Py4JError: An error occurred while calling o90.fit

I want to apply random forest algorithm over a dataframe consisting of three columns namely JournalID, IndexedJournalID(Obtained using StringIndexer of Spark) and feature vector. I used below code to read the dataframe from parquet file and apply String Indexer over JournalID column to convert it to categorical type.
from pyspark.ml import Pipeline
from pyspark.ml.classification import RandomForestClassifier
from pyspark.ml.feature import IndexToString, StringIndexer, VectorIndexer
from pyspark.ml.evaluation import MulticlassClassificationEvaluator
from pyspark.sql.functions import udf
from pyspark.ml.linalg import Vectors
from pyspark.ml.linalg import VectorUDT
df=spark.read.parquet('JouID-UBTFIDFVectors-server22.parquet')
labelIndexer = StringIndexer(inputCol="journalid", outputCol="IndexedJournalID")
labelsDF=labelIndexer.fit(df)
df1=labelsDF.transform(df)
# This function converts sparse vectors to dense vectors....I applied this on raw features column to convert them to VectorUDT type.....
parse_ = udf(lambda l: Vectors.dense(l), VectorUDT())
df2 = df1.withColumn("featuresNew", parse_(df1["features"])).drop('features')
New Dataframe Schema(df2) is as follows:
root
|-- journalid: string (nullable = true)
|-- indexedLabel: double (nullable = false)
|-- featuresNew: vector (nullable = true)
Then I split df2 into training and test set and create object of random forest classifier as below:
(trainingData, testData) = df2.randomSplit([0.8, 0.2])
rf = RandomForestClassifier(labelCol="indexedLabel", featuresCol="featuresNew", numTrees=2 )
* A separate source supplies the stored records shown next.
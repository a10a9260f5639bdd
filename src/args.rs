//! Typed argument payloads.
//!
//! A node's configuration is an ordinary Rust value owned by the node and
//! fixed at construction. The engine never reads or mutates it.

use serde::de::DeserializeOwned;

use crate::{Behavior, Body, Context};

/// A behavior constructed from a typed argument payload.
///
/// Implementing this lets a [`crate::Registry`] build the behavior from the
/// `args` of a tree definition, see [`crate::Registry::register_from_args`].
///
/// ```rust
/// use resumable_bt::{Behavior, BehaviorResult, Body, Context, FromArgs};
/// use serde::Deserialize;
///
/// #[derive(Deserialize)]
/// struct AttackArgs {
///     damage: u32,
/// }
///
/// struct Attack(AttackArgs);
///
/// impl FromArgs for Attack {
///     type Args = AttackArgs;
///
///     fn from_args(args: AttackArgs) -> Self {
///         Attack(args)
///     }
/// }
///
/// impl Behavior<u32> for Attack {
///     fn run(&mut self, ctx: &mut Context<u32>) -> Body<u32> {
///         *ctx.env_mut() += self.0.damage;
///         BehaviorResult::Success.into()
///     }
/// }
/// ```
pub trait FromArgs: Sized {
    type Args: DeserializeOwned;

    fn from_args(args: Self::Args) -> Self;
}

type RunFn<A, E> = Box<dyn FnMut(&A, &mut Context<'_, E>) -> Body<E>>;
type ConditionFn<A, E> = Box<dyn Fn(&A, &Context<'_, E>) -> bool>;

/// A leaf built from closures, carrying an immutable payload of type `A`.
///
/// The payload is handed by reference to the body and the condition, so one
/// closure can drive many differently configured nodes.
pub struct Action<A, E = ()> {
    args: A,
    run: RunFn<A, E>,
    condition: Option<ConditionFn<A, E>>,
    check_interval: f64,
}

impl<A, E> Action<A, E> {
    pub fn new<F>(args: A, run: F) -> Self
    where
        F: FnMut(&A, &mut Context<'_, E>) -> Body<E> + 'static,
    {
        Self {
            args,
            run: Box::new(run),
            condition: None,
            check_interval: 0.,
        }
    }

    pub fn with_condition<F>(mut self, condition: F) -> Self
    where
        F: Fn(&A, &Context<'_, E>) -> bool + 'static,
    {
        self.condition = Some(Box::new(condition));
        self
    }

    pub fn with_check_interval(mut self, interval: f64) -> Self {
        self.check_interval = interval;
        self
    }

    pub fn args(&self) -> &A {
        &self.args
    }
}

impl<A, E> Behavior<E> for Action<A, E> {
    fn condition(&self, ctx: &Context<'_, E>) -> bool {
        self.condition
            .as_ref()
            .map_or(true, |condition| condition(&self.args, ctx))
    }

    fn check_interval(&self) -> f64 {
        self.check_interval
    }

    fn run(&mut self, ctx: &mut Context<'_, E>) -> Body<E> {
        (self.run)(&self.args, ctx)
    }
}
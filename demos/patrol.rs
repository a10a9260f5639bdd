//! Two guards patrolling a corridor, ticked side by side by a fixed-step loop.
//!
//! Run with `RUST_LOG=resumable_bt=trace` to see the node lifecycle.

use resumable_bt::{
    from_fn, wait, Action, BehaviorResult, Body, Context, Node, Procedure, SelectorNode,
    SequenceNode, Step,
};

#[derive(Debug)]
struct Guard {
    name: &'static str,
    position: f64,
    intruder: Option<f64>,
    alarms: usize,
}

impl Guard {
    fn new(name: &'static str, position: f64) -> Self {
        Self {
            name,
            position,
            intruder: None,
            alarms: 0,
        }
    }
}

struct Waypoints(Vec<f64>);

const SPEED: f64 = 2.;

/// Moves towards `target`, returns true once it is reached.
fn walk(guard: &mut Guard, target: f64, dt: f64) -> bool {
    let step = SPEED * dt;
    let delta = target - guard.position;
    if delta.abs() <= step {
        guard.position = target;
        true
    } else {
        guard.position += step * delta.signum();
        false
    }
}

fn patrol() -> Node<Guard> {
    Node::new(Action::new(
        Waypoints(vec![0., 4., 8.]),
        |waypoints, _ctx: &mut Context<Guard>| {
            let points = waypoints.0.clone();
            let mut next = 0;
            Body::Steps(from_fn(move |ctx: &mut Context<Guard>, _| {
                let dt = ctx.dt();
                if walk(ctx.env_mut(), points[next], dt) {
                    next += 1;
                    if points.len() <= next {
                        return Step::Done(BehaviorResult::Success);
                    }
                }
                Step::Yield
            }))
        },
    ))
    .named("Patrol")
}

fn intercept() -> Node<Guard> {
    Node::new(
        Action::new(1.5, |pause: &f64, _ctx: &mut Context<Guard>| {
            let pause = *pause;
            Body::steps(
                Procedure::<Guard>::new()
                    .step(|ctx, _| {
                        let guard = ctx.env_mut();
                        let Some(target) = guard.intruder else {
                            return Step::Done(BehaviorResult::Fail);
                        };
                        guard.alarms += 1;
                        println!("{}: Halt! (alarm #{})", guard.name, guard.alarms);
                        Step::Descend(from_fn(move |ctx: &mut Context<Guard>, _| {
                            let dt = ctx.dt();
                            if walk(ctx.env_mut(), target, dt) {
                                Step::Done(BehaviorResult::Success)
                            } else {
                                Step::Yield
                            }
                        }))
                    })
                    .step(move |ctx, _| {
                        println!("{}: caught the intruder, resting", ctx.env().name);
                        Step::Descend(wait(pause))
                    })
                    .step(|ctx, _| {
                        ctx.env_mut().intruder = None;
                        Step::Done(BehaviorResult::Success)
                    }),
            )
        })
        // Look around twice a second
        .with_condition(|_, ctx| ctx.env().intruder.is_some())
        .with_check_interval(0.5),
    )
    .named("Intercept")
}

fn main() -> anyhow::Result<()> {
    tracing_subscriber::fmt()
        .with_env_filter(
            tracing_subscriber::EnvFilter::from_default_env()
                .add_directive(tracing::Level::INFO.into()),
        )
        .with_writer(std::io::stderr)
        .init();

    let mut guards = vec![Guard::new("north", 0.), Guard::new("south", 8.)];
    let mut trees: Vec<_> = guards
        .iter()
        .map(|_| Node::new(SelectorNode::new(vec![intercept(), patrol()])))
        .collect();

    let dt = 0.25;
    for frame in 0..40 {
        let time = frame as f64 * dt;
        if frame == 10 {
            guards[1].intruder = Some(5.);
        }
        for (guard, tree) in guards.iter_mut().zip(trees.iter_mut()) {
            let result = tree.tick(time, dt, guard);
            if result.is_terminal() {
                println!("{:5.2}s {}: {:?}", time, guard.name, result);
            }
        }
    }

    for (guard, tree) in guards.iter_mut().zip(trees.iter_mut()) {
        tree.abort(guard);
        println!("{:?}", guard);
    }

    // A sequence stops at the first failing step
    let mut checklist = Node::new(SequenceNode::new(vec![
        Node::new(Action::new((), |_, ctx: &mut Context<Guard>| {
            let result = if ctx.env().alarms == 0 {
                BehaviorResult::Success
            } else {
                BehaviorResult::Fail
            };
            result.into()
        }))
        .named("NoAlarms"),
        patrol(),
    ]));
    let result = checklist.tick(0., dt, &mut guards[1]);
    println!("south checklist: {:?}", result);

    Ok(())
}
Finally apply fit() method over trainingData obtained above.
rfModel=rf.fit(trainingData)
With this I am able to train model on 100 instances of input dataframe. However,over whole training data, this line gives following error.
----------------------------------------
Exception happened during processing of request from ('127.0.0.1', 53652)
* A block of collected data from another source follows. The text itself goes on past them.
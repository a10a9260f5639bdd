use serde::Deserialize;
use std::collections::BTreeMap;

use super::{load, NodeDef, TreeDef, TreeSource};
use crate::{error::LoadError, Node, Registry};

#[derive(Deserialize)]
struct YamlSource {
    trees: BTreeMap<String, NodeDef>,
}

/// Parses a YAML document of the form `trees: { <name>: <node> }`.
pub fn parse_yaml(yaml: &str) -> Result<TreeSource, LoadError> {
    let source: YamlSource = serde_yaml::from_str(yaml)?;
    Ok(TreeSource {
        trees: source
            .trees
            .into_iter()
            .map(|(name, root)| TreeDef { name, root })
            .collect(),
    })
}

/// Parses a YAML document and instantiates its `main` tree.
pub fn load_yaml<E>(yaml: &str, registry: &Registry<E>) -> Result<Node<E>, LoadError> {
    load(&parse_yaml(yaml)?, registry)
}
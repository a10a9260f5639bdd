use super::{NodeDef, TreeSource};
use crate::{
    error::{BuildError, LoadError},
    Node, Registry,
};
use tracing::trace;

/// Instantiate the tree named `main`.
pub fn load<E>(tree_source: &TreeSource, registry: &Registry<E>) -> Result<Node<E>, LoadError> {
    load_tree(tree_source, registry, "main")
}

/// Instantiate a named tree of the source.
///
/// Node types missing from the registry are resolved to other trees of the
/// same source and inlined at the place they are referenced.
pub fn load_tree<E>(
    tree_source: &TreeSource,
    registry: &Registry<E>,
    name: &str,
) -> Result<Node<E>, LoadError> {
    let tree = tree_source
        .find(name)
        .ok_or_else(|| LoadError::MissingTree(name.to_owned()))?;

    let top = TreeStack { name, parent: None };

    load_recurse(&tree.root, registry, tree_source, &top)
}

/// A mechanism to detect infinite recursion. It is a linked list in call stack.
/// You can traverse the link back to enumerate all the subtree names
/// and check if a subtree name to be inserted is already there.
///
/// A subtree is inlined at load time, so a tree that refers to itself would
/// never finish loading. We make it an error instead.
struct TreeStack<'a, 'src> {
    name: &'src str,
    parent: Option<&'a TreeStack<'a, 'src>>,
}

impl<'a, 'src> TreeStack<'a, 'src> {
    fn find(&self, name: &str) -> bool {
        if self.name == name {
            true
        } else if let Some(parent) = self.parent {
            parent.find(name)
        } else {
            false
        }
    }
}

fn load_recurse<E>(
    def: &NodeDef,
    registry: &Registry<E>,
    tree_source: &TreeSource,
    parent_stack: &TreeStack,
) -> Result<Node<E>, LoadError> {
    let node = if registry.contains(&def.ty) {
        let children = def
            .children
            .iter()
            .map(|child| load_recurse(child, registry, tree_source, parent_stack))
            .collect::<Result<Vec<_>, _>>()?;
        let behavior = registry
            .build(&def.ty, children, &def.args)
            .ok_or_else(|| LoadError::MissingNode(def.ty.clone()))?
            .map_err(|source| LoadError::Build {
                node: def.ty.clone(),
                source,
            })?;
        Node::from_boxed(behavior).named(def.name.as_deref().unwrap_or(&def.ty))
    } else {
        let tree = tree_source
            .find(&def.ty)
            .ok_or_else(|| LoadError::MissingNode(def.ty.clone()))?;

        // Prevent infinite recursion
        if parent_stack.find(&def.ty) {
            return Err(LoadError::InfiniteRecursion {
                node: def.ty.clone(),
            });
        }
        if !def.children.is_empty() {
            return Err(LoadError::Build {
                node: def.ty.clone(),
                source: BuildError::TooManyNodes,
            });
        }
        trace!(subtree = %def.ty, "inlining subtree");
        let tree_stack = TreeStack {
            name: &def.ty,
            parent: Some(parent_stack),
        };
        let node = load_recurse(&tree.root, registry, tree_source, &tree_stack)?;
        match def.name {
            Some(ref name) => node.named(name.as_str()),
            None => node,
        }
    };

    Ok(match def.check_interval {
        Some(interval) => node.with_check_interval(interval),
        None => node,
    })
}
Traceback (most recent call last):
File "/data/sntps/code/conda3/lib/python3.6/socketserver.py", line 317, in _handle_request_noblock
self.process_request(request, client_address)
File "/data/sntps/code/conda3/lib/python3.6/socketserver.py", line 348, in process_request
self.finish_request(request, client_address)
File "/data/sntps/code/conda3/lib/python3.6/socketserver.py", line 361, in finish_request
self.RequestHandlerClass(request, client_address, self)
File "/data/sntps/code/conda3/lib/python3.6/socketserver.py", line 696, in __init__
self.handle()
File "/data/sp/spark-2.3.1-bin-hadoop2.7/python/pyspark/accumulators.py", line 235, in handle
num_updates = read_int(self.rfile)
File "/data/sp/spark-2.3.1-bin-hadoop2.7/python/pyspark/serializers.py", line 685, in read_int
raise EOFError
EOFError
----------------------------------------
ERROR:root:Exception while sending command.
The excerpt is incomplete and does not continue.